◆ **EXERCISE REQUIREMENTS**
Copy every entry. Do not alter a single word.

◆ **DATA FOR THE TASK**
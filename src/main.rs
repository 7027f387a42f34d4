mod commands;
mod events;
mod render;

use std::path::PathBuf;

use anyhow::Result;
use clap::{Parser, Subcommand};
use tracing_subscriber::EnvFilter;

use crate::commands::show::{PanelArg, ShowArgs};

#[derive(Parser)]
#[command(name = "revocal")]
#[command(about = "Render the revocal calendar widget in the terminal")]
struct Cli {
    /// Config file (defaults to ~/.config/revocal/config.toml)
    #[arg(long, global = true)]
    config: Option<PathBuf>,

    #[command(subcommand)]
    command: Commands,
}

#[derive(Subcommand)]
enum Commands {
    /// Show the calendar for a date, optionally after replaying user actions
    Show {
        /// JSON file with events (overrides `events_file` from config)
        #[arg(short, long)]
        events: Option<PathBuf>,

        /// Initial date (YYYY-MM-DD)
        #[arg(short, long)]
        date: Option<String>,

        /// Language code for labels
        #[arg(long)]
        lang: Option<String>,

        /// Container width in pixels
        #[arg(short, long, default_value_t = 900)]
        width: u32,

        /// Move the selection by this many years
        #[arg(long, allow_hyphen_values = true)]
        year_delta: Option<i32>,

        /// Select a month (1-12)
        #[arg(long, value_parser = clap::value_parser!(u32).range(1..=12))]
        select_month: Option<u32>,

        /// Select a day of the month
        #[arg(long)]
        select_day: Option<u32>,

        /// Toggle a panel; may be repeated
        #[arg(long, value_enum)]
        toggle: Vec<PanelArg>,

        /// Select an event on the selected day (0-based)
        #[arg(long)]
        select_event: Option<usize>,

        /// Print the widget snapshot as JSON
        #[arg(long)]
        json: bool,
    },
    /// Show config paths, creating the default config if missing
    Config,
}

fn main() -> Result<()> {
    tracing_subscriber::fmt()
        .with_env_filter(EnvFilter::try_from_default_env().unwrap_or_else(|_| EnvFilter::new("warn")))
        .with_writer(std::io::stderr)
        .init();

    let cli = Cli::parse();

    match cli.command {
        Commands::Show {
            events,
            date,
            lang,
            width,
            year_delta,
            select_month,
            select_day,
            toggle,
            select_event,
            json,
        } => commands::show::run(ShowArgs {
            config: cli.config,
            events,
            date,
            lang,
            width,
            year_delta,
            select_month,
            select_day,
            toggle,
            select_event,
            json,
        }),
        Commands::Config => commands::config::run(cli.config),
    }
}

◆ **TASK RESULT**
filename src/main.rs
repository 7027f387a42f34d4
mod commands;
mod events;
mod render;

use std::path::PathBuf;

use anyhow::Result;
use clap::{Parser, Subcommand};
use tracing_subscriber::EnvFilter;

use crate::commands::show::{PanelArg, ShowArgs};

#[derive(Parser)]
#[command(name = "revocal")]
#[command(about = "Render the revocal calendar widget in the terminal")]
struct Cli {
    /// Config file (defaults to ~/.config/revocal/config.toml)
    #[arg(long, global = true)]
    config: Option<PathBuf>,

    #[command(subcommand)]
    command: Commands,
}

#[derive(Subcommand)]
enum Commands {
    /// Show the calendar for a date, optionally after replaying user actions
    Show {
        /// JSON file with events (overrides `events_file` from config)
        #[arg(short, long)]
        events: Option<PathBuf>,

        /// Initial date (YYYY-MM-DD)
        #[arg(short, long)]
        date: Option<String>,

        /// Language code for labels
        #[arg(long)]
        lang: Option<String>,

        /// Container width in pixels
        #[arg(short, long, default_value_t = 900)]
        width: u32,

        /// Move the selection by this many years
        #[arg(long, allow_hyphen_values = true)]
        year_delta: Option<i32>,

        /// Select a month (1-12)
        #[arg(long, value_parser = clap::value_parser!(u32).range(1..=12))]
        select_month: Option<u32>,

        /// Select a day of the month
        #[arg(long)]
        select_day: Option<u32>,

        /// Toggle a panel; may be repeated
        #[arg(long, value_enum)]
        toggle: Vec<PanelArg>,

        /// Select an event on the selected day (0-based)
        #[arg(long)]
        select_event: Option<usize>,

        /// Print the widget snapshot as JSON
        #[arg(long)]
        json: bool,
    },
    /// Show config paths, creating the default config if missing
    Config,
}

fn main() -> Result<()> {
    tracing_subscriber::fmt()
        .with_env_filter(EnvFilter::try_from_default_env().unwrap_or_else(|_| EnvFilter::new("warn")))
        .with_writer(std::io::stderr)
        .init();

    let cli = Cli::parse();

    match cli.command {
        Commands::Show {
            events,
            date,
            lang,
            width,
            year_delta,
            select_month,
            select_day,
            toggle,
            select_event,
            json,
        } => commands::show::run(ShowArgs {
            config: cli.config,
            events,
            date,
            lang,
            width,
            year_delta,
            select_month,
            select_day,
            toggle,
            select_event,
            json,
        }),
        Commands::Config => commands::config::run(cli.config),
    }
}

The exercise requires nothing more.